Please report how many lines in the data underneath hold the word "tokio", with no other text.

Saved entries
===
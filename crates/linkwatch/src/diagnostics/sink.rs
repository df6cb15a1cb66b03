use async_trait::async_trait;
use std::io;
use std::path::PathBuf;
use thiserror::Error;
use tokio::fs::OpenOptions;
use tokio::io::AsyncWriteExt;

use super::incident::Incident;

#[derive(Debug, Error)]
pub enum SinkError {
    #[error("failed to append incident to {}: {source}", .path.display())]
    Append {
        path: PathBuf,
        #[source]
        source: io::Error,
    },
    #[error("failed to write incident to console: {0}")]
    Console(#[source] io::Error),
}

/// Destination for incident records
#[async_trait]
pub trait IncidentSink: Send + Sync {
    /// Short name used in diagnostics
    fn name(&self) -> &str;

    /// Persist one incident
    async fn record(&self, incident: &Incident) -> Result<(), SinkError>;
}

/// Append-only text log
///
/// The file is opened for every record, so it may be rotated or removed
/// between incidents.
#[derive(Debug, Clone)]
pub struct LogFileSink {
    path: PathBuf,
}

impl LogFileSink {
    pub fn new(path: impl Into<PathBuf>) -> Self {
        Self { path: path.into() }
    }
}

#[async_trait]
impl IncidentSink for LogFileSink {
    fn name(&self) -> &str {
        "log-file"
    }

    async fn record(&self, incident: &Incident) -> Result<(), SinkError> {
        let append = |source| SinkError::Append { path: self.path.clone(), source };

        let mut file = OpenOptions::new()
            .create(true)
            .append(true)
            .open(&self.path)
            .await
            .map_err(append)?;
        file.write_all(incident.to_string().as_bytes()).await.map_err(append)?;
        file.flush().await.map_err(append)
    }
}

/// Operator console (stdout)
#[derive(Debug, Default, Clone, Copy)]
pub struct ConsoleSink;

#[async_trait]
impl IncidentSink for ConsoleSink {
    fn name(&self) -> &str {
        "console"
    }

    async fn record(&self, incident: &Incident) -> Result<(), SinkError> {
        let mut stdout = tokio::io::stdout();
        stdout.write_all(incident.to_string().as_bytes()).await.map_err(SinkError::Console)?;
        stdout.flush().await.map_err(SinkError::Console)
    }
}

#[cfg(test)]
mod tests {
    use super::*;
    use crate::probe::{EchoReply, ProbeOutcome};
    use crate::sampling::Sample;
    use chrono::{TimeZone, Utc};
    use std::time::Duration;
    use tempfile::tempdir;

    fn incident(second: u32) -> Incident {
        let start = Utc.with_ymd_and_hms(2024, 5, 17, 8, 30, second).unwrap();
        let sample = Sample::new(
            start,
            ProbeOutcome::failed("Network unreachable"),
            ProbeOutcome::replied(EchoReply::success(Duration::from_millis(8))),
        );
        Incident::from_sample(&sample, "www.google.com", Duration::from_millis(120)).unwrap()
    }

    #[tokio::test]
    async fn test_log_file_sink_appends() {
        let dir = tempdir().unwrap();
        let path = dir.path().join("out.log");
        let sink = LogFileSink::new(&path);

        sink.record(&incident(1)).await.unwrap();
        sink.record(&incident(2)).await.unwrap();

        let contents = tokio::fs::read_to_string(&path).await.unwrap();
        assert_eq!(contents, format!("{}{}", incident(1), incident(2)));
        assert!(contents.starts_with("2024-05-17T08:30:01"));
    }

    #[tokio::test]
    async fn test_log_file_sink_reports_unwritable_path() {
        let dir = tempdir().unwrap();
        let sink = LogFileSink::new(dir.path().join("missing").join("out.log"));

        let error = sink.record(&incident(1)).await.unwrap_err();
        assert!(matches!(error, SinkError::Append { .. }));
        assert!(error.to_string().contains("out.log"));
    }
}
===
**Written answer**
6